BEAST-Fitting / beast

Bayesian Extinction And Stellar Tool
http://beast.readthedocs.io
23 stars 35 forks source link

HDF5 support via h5py instead of pytables #9

Open karllark opened 7 years ago

karllark commented 7 years ago

h5py support is easier to maintain and does not require the external hdf5 system library. Having to get this system library installed is one of the barriers to easy use of the BEAST. In addition, h5py may be more pythonic.

mfouesneau commented 7 years ago

requires HDF5 1.8.4 or newer, shared library version with development headers (libhdf5-dev or similar)

same as pytables. But astropy requires h5py.

drvdputt commented 6 years ago

I have been using h5py for a bit, and found that it could not read the filters string from the grid attributes. Probably an instance of this issue https://github.com/h5py/h5py/issues/624

Example:

f = h5py.File('beast_example_phat_seds.grid.hd5')
g = f['grid']
g.attrs['filters']

results in

OSError                                   Traceback (most recent call last)
<ipython-input-10-0952a280e528> in <module>()
----> 1 g.attrs['filters']

h5py/_objects.pyx in h5py._objects.with_phil.wrapper()

h5py/_objects.pyx in h5py._objects.with_phil.wrapper()

~/Software/miniconda3/lib/python3.6/site-packages/h5py/_hl/attrs.py in __getitem__(self, name)
     79 
     80         arr = numpy.ndarray(shape, dtype=dtype, order='C')
---> 81         attr.read(arr, mtype=htype)
     82 
     83         if len(arr.shape) == 0:

h5py/_objects.pyx in h5py._objects.with_phil.wrapper()

h5py/_objects.pyx in h5py._objects.with_phil.wrapper()

h5py/h5a.pyx in h5py.h5a.AttrID.read()

h5py/_proxy.pyx in h5py._proxy.attr_rw()

OSError: Unable to read attribute (no appropriate function for conversion path)

Pytables does not have this problem. Of course, this example file was written by pytables, so this might be an incompatibility problem.

karllark commented 6 years ago

Yep. If/when we move away from pytables, we will need to make sure all our existing hd5 files can be read by h5py. I still feel making the switch would beneficial in having less code we need to maintain ourselves, but it is non trivial.

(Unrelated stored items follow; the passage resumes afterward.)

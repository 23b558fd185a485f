use crate::params::ParamSet;
use crate::traits::{State, VectorField};
use serde::{Deserialize, Serialize};
use thiserror::Error;

/// Integration failure for one parameter set. Fatal for the affected tuple;
/// the sweep generator catches it and carries on with the rest of the batch.
#[derive(Debug, Error)]
pub enum IntegrationError {
    #[error("non-finite state component at t = {t}")]
    NonFinite { t: f64 },
    #[error("step size underflow at t = {t} (dt = {dt:e})")]
    StepSizeUnderflow { t: f64, dt: f64 },
    #[error("integration grid needs a positive horizon and at least two samples (t_end = {t_end}, samples = {samples})")]
    InvalidGrid { t_end: f64, samples: usize },
}

/// Adaptive step-size controller settings.
#[derive(Debug, Clone, Copy, Serialize, Deserialize)]
pub struct StepControl {
    pub rtol: f64,
    pub atol: f64,
    pub safety: f64,
    pub min_factor: f64,
    pub max_factor: f64,
}

impl Default for StepControl {
    fn default() -> Self {
        Self {
            rtol: 1e-8,
            atol: 1e-8,
            safety: 0.9,
            min_factor: 0.2,
            max_factor: 5.0,
        }
    }
}

/// Tsitouras 5(4) solver with embedded error estimation.
///
/// The propagated solution is 5th order; the 7th stage supplies the 4th-order
/// companion used purely for step-size control.
pub struct Tsit5 {
    control: StepControl,
    k1: State,
    k2: State,
    k3: State,
    k4: State,
    k5: State,
    k6: State,
    k7: State,
    tmp: State,
}

impl Tsit5 {
    pub fn new(control: StepControl) -> Self {
        let z = [0.0; 4];
        Self {
            control,
            k1: z,
            k2: z,
            k3: z,
            k4: z,
            k5: z,
            k6: z,
            k7: z,
            tmp: z,
        }
    }

    /// One trial step of size `dt` from `(t, state)`. Returns the 5th-order
    /// proposal and the scaled RMS error norm (acceptable when <= 1).
    fn try_step(
        &mut self,
        system: &impl VectorField,
        params: &ParamSet,
        t: f64,
        state: &State,
        dt: f64,
    ) -> (State, f64) {
        // Tsit5 coefficients.
        let c2 = 0.161;
        let c3 = 0.327;
        let c4 = 0.9;
        let c5 = 0.9800255409045097;
        let c6 = 1.0;

        let a21 = 0.161;

        let a31 = -0.008480655492356989;
        let a32 = 0.335480655492357;

        let a41 = 2.898;
        let a42 = -6.359447987781783;
        let a43 = 4.361447987781783;

        let a51 = 5.325864858437957;
        let a52 = -11.748883564062828;
        let a53 = 7.495539342889693;
        let a54 = -0.09249506636030195;

        let a61 = 5.86145544294642;
        let a62 = -12.92096931784711;
        let a63 = 8.159367898576159;
        let a64 = -0.071584973281401;
        let a65 = -0.02826857949054663;

        // b coefficients (5th order); also the a7j row, so k7 = f(t+dt, y5).
        let b1 = 0.09646076681806523;
        let b2 = 0.01;
        let b3 = 0.4798896504144996;
        let b4 = 1.379008574103742;
        let b5 = -3.290069515436099;
        let b6 = 2.324710524099774;

        // b - bhat: difference against the embedded 4th-order solution.
        let e1 = -0.001780011052225771;
        let e2 = -0.0008164344596567469;
        let e3 = 0.007880878010261995;
        let e4 = -0.1447110071732629;
        let e5 = 0.5823571654525552;
        let e6 = -0.45808210592918697;
        let e7 = 0.015151515151515152;

        system.apply(t, state, params, &mut self.k1);

        for i in 0..4 {
            self.tmp[i] = state[i] + dt * (a21 * self.k1[i]);
        }
        system.apply(t + c2 * dt, &self.tmp, params, &mut self.k2);

        for i in 0..4 {
            self.tmp[i] = state[i] + dt * (a31 * self.k1[i] + a32 * self.k2[i]);
        }
        system.apply(t + c3 * dt, &self.tmp, params, &mut self.k3);

        for i in 0..4 {
            self.tmp[i] =
                state[i] + dt * (a41 * self.k1[i] + a42 * self.k2[i] + a43 * self.k3[i]);
        }
        system.apply(t + c4 * dt, &self.tmp, params, &mut self.k4);

        for i in 0..4 {
            self.tmp[i] = state[i]
                + dt * (a51 * self.k1[i] + a52 * self.k2[i] + a53 * self.k3[i] + a54 * self.k4[i]);
        }
        system.apply(t + c5 * dt, &self.tmp, params, &mut self.k5);

        for i in 0..4 {
            self.tmp[i] = state[i]
                + dt * (a61 * self.k1[i]
                    + a62 * self.k2[i]
                    + a63 * self.k3[i]
                    + a64 * self.k4[i]
                    + a65 * self.k5[i]);
        }
        system.apply(t + c6 * dt, &self.tmp, params, &mut self.k6);

        let mut proposal = [0.0; 4];
        for i in 0..4 {
            proposal[i] = state[i]
                + dt * (b1 * self.k1[i]
                    + b2 * self.k2[i]
                    + b3 * self.k3[i]
                    + b4 * self.k4[i]
                    + b5 * self.k5[i]
                    + b6 * self.k6[i]);
        }
        system.apply(t + dt, &proposal, params, &mut self.k7);

        let mut err_sq = 0.0;
        for i in 0..4 {
            let err = dt
                * (e1 * self.k1[i]
                    + e2 * self.k2[i]
                    + e3 * self.k3[i]
                    + e4 * self.k4[i]
                    + e5 * self.k5[i]
                    + e6 * self.k6[i]
                    + e7 * self.k7[i]);
            let scale =
                self.control.atol + self.control.rtol * state[i].abs().max(proposal[i].abs());
            err_sq += (err / scale) * (err / scale);
        }
        let err_norm = (err_sq / 4.0).sqrt();

        (proposal, err_norm)
    }

    /// Integrates from t = 0 to `t_end`, returning the state at `samples`
    /// evenly spaced grid points (the initial state included). Steps are
    /// clamped so the solver lands exactly on each grid point; between grid
    /// points the step size is free-running under error control.
    pub fn solve_grid(
        &mut self,
        system: &impl VectorField,
        params: &ParamSet,
        initial: State,
        t_end: f64,
        samples: usize,
    ) -> Result<Vec<State>, IntegrationError> {
        if samples < 2 || !t_end.is_finite() || t_end <= 0.0 {
            return Err(IntegrationError::InvalidGrid { t_end, samples });
        }

        let mut grid = Vec::with_capacity(samples);
        let mut state = initial;
        let mut t = 0.0;
        grid.push(state);

        let grid_dt = t_end / (samples - 1) as f64;
        let min_step = 1e-12 * t_end.max(1.0);
        let mut dt = grid_dt;

        for sample in 1..samples {
            let target = grid_dt * sample as f64;
            while target - t > min_step {
                if !state.iter().all(|v| v.is_finite()) {
                    return Err(IntegrationError::NonFinite { t });
                }
                let h = dt.min(target - t);
                let (proposal, err_norm) = self.try_step(system, params, t, &state, h);

                let finite =
                    err_norm.is_finite() && proposal.iter().all(|v| v.is_finite());
                let accepted = finite && err_norm <= 1.0;
                if accepted {
                    t += h;
                    state = proposal;
                }

                // Proportional controller; a non-finite trial counts as a
                // maximally failed step.
                let factor = if !finite {
                    self.control.min_factor
                } else if err_norm <= f64::EPSILON {
                    self.control.max_factor
                } else {
                    (self.control.safety * err_norm.powf(-0.2))
                        .clamp(self.control.min_factor, self.control.max_factor)
                };
                dt = h * factor;
                if accepted {
                    // h may have been clamped to a sliver of the segment;
                    // never let that poison the next step size.
                    dt = dt.max(min_step);
                } else if dt < min_step {
                    return Err(IntegrationError::StepSizeUnderflow { t, dt });
                }
            }
            t = target;
            grid.push(state);
        }

        Ok(grid)
    }
}

#[cfg(test)]
mod tests {
    use super::{IntegrationError, StepControl, Tsit5};
    use crate::params::{baseline, ParamSet};
    use crate::traits::{State, VectorField};

    /// dy/dt = -y on every component; exact solution y0 * e^(-t).
    struct Decay;

    impl VectorField for Decay {
        fn apply(&self, _t: f64, n: &State, _p: &ParamSet, out: &mut State) {
            for i in 0..4 {
                out[i] = -n[i];
            }
        }
    }

    /// dy/dt = y^2; blows up at t = 1/y0.
    struct Quadratic;

    impl VectorField for Quadratic {
        fn apply(&self, _t: f64, n: &State, _p: &ParamSet, out: &mut State) {
            for i in 0..4 {
                out[i] = n[i] * n[i];
            }
        }
    }

    #[test]
    fn decay_matches_the_analytic_solution_on_the_grid() {
        let p = baseline();
        let mut solver = Tsit5::new(StepControl::default());
        let grid = solver
            .solve_grid(&Decay, &p, [1.0, 2.0, 3.0, 4.0], 5.0, 51)
            .expect("integration should succeed");
        assert_eq!(grid.len(), 51);
        for (sample, state) in grid.iter().enumerate() {
            let t = 5.0 * sample as f64 / 50.0;
            for (i, y0) in [1.0, 2.0, 3.0, 4.0].iter().enumerate() {
                let exact = y0 * (-t).exp();
                // Per-step errors sit near rtol = 1e-8 and accumulate over
                // ~100 steps; the global error lands a little above 1e-6.
                assert!(
                    (state[i] - exact).abs() < 1e-5,
                    "t = {t}, component {i}: {} vs {exact}",
                    state[i]
                );
            }
        }
    }

    #[test]
    fn first_grid_entry_is_the_initial_state() {
        let p = baseline();
        let mut solver = Tsit5::new(StepControl::default());
        let grid = solver
            .solve_grid(&Decay, &p, [1.0, 0.0, 0.0, 0.0], 1.0, 10)
            .expect("integration should succeed");
        assert_eq!(grid[0], [1.0, 0.0, 0.0, 0.0]);
    }

    #[test]
    fn finite_time_blow_up_is_reported_as_an_error() {
        let p = baseline();
        let mut solver = Tsit5::new(StepControl::default());
        let result = solver.solve_grid(&Quadratic, &p, [2.0, 0.0, 0.0, 0.0], 1.0, 11);
        match result {
            Err(IntegrationError::StepSizeUnderflow { t, .. })
            | Err(IntegrationError::NonFinite { t }) => {
                // Singularity sits at t = 0.5.
                assert!(t <= 0.6, "failure reported too late, t = {t}");
            }
            Err(other) => panic!("unexpected error kind: {other}"),
            Ok(_) => panic!("expected integration failure"),
        }
    }

    #[test]
    fn tighter_tolerances_do_not_hurt_accuracy() {
        let p = baseline();
        let loose = StepControl {
            rtol: 1e-4,
            atol: 1e-4,
            ..StepControl::default()
        };
        let mut coarse = Tsit5::new(loose);
        let mut fine = Tsit5::new(StepControl::default());
        let y0 = [10.0, 1.0, 0.1, 0.0];
        let end_coarse = coarse.solve_grid(&Decay, &p, y0, 3.0, 31).unwrap()[30];
        let end_fine = fine.solve_grid(&Decay, &p, y0, 3.0, 31).unwrap()[30];
        let exact = 10.0 * (-3.0f64).exp();
        assert!((end_fine[0] - exact).abs() <= (end_coarse[0] - exact).abs() + 1e-12);
    }
}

lea-hagen commented 4 years ago

I've come across another possible reason to move away from pytables: it doesn't seem to handle closing files very well. I haven't investigated very far, but as we do production runs with large files, it could be causing extra memory usage.

In [1]: import tables

In [2]: for i in range(5):
   ...:     x = tables.open_file('14675_LMC-5665ne-12232_beast_noisemodel_bin1.g
   ...: rid.hd5')
   ...:

In [3]: exit
Closing remaining open files:
14675_LMC-5665ne-12232_beast_noisemodel_bin1.grid.hd5...done
14675_LMC-5665ne-12232_beast_noisemodel_bin1.grid.hd5...done
14675_LMC-5665ne-12232_beast_noisemodel_bin1.grid.hd5...done
14675_LMC-5665ne-12232_beast_noisemodel_bin1.grid.hd5...done
14675_LMC-5665ne-12232_beast_noisemodel_bin1.grid.hd5...done
karllark commented 4 years ago

Yep. See #64. I've investigated and not managed to figure out how to close this file manually. I like the idea that this is another reason to move away from pytables. :-)